■ EXTRACTED MATERIAL
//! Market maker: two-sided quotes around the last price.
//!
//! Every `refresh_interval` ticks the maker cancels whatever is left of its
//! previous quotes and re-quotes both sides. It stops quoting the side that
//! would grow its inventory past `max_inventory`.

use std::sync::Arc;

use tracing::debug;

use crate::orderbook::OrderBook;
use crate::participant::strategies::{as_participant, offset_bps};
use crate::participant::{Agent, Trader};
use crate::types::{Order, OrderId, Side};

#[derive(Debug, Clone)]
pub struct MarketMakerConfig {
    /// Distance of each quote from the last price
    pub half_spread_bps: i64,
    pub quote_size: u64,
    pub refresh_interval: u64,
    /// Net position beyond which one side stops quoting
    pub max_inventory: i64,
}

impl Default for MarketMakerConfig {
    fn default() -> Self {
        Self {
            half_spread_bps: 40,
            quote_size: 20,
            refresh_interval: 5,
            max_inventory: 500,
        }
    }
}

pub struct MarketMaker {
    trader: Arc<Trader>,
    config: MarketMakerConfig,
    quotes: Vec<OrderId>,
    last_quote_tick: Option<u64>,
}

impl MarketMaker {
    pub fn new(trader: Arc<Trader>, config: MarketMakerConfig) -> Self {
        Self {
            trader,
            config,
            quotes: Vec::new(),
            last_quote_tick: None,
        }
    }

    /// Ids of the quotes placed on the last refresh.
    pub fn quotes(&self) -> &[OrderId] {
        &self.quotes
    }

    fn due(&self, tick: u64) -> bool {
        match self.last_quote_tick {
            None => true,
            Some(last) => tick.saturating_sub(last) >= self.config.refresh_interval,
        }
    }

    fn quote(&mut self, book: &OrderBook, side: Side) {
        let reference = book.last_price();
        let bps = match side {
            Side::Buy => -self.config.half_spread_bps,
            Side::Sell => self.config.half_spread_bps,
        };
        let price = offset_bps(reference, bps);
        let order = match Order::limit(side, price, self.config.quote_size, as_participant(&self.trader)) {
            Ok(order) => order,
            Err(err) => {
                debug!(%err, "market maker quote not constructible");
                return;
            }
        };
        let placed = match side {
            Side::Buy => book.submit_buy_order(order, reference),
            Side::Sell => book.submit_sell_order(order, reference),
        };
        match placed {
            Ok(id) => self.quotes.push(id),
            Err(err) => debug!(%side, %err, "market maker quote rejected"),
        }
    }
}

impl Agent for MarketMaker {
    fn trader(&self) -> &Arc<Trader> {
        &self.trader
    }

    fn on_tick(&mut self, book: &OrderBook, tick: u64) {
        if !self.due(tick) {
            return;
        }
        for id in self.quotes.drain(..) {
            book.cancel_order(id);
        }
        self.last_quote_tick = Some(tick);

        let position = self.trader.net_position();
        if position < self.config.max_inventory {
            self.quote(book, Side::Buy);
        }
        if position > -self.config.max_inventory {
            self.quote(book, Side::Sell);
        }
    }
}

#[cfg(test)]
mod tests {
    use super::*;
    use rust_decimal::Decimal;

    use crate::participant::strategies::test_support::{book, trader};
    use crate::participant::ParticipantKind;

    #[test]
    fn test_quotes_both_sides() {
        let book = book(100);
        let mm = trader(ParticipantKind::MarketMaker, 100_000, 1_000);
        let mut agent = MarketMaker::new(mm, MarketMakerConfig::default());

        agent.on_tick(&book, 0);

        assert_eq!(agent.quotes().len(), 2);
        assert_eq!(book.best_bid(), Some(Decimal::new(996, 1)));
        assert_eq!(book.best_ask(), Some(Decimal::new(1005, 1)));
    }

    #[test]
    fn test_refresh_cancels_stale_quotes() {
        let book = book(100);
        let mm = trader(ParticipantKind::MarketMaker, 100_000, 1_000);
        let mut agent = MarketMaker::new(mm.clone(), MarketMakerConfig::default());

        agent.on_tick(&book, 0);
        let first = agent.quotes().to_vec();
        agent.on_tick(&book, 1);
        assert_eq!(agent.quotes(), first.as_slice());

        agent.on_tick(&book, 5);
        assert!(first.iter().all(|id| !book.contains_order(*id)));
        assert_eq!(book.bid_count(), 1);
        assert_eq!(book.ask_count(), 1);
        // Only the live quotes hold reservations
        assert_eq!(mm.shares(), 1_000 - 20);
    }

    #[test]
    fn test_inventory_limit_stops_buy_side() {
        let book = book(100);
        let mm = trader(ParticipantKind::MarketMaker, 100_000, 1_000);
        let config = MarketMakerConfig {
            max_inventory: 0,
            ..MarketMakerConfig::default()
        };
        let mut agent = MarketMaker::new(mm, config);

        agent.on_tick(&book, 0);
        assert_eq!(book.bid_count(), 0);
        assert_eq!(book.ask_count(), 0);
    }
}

■ PROBLEM TO WORK ON
Your answer should consist of each line above in which "strategies" appears.

■ THE ANSWER
use crate::participant::strategies::{as_participant, offset_bps};
    use crate::participant::strategies::test_support::{book, trader};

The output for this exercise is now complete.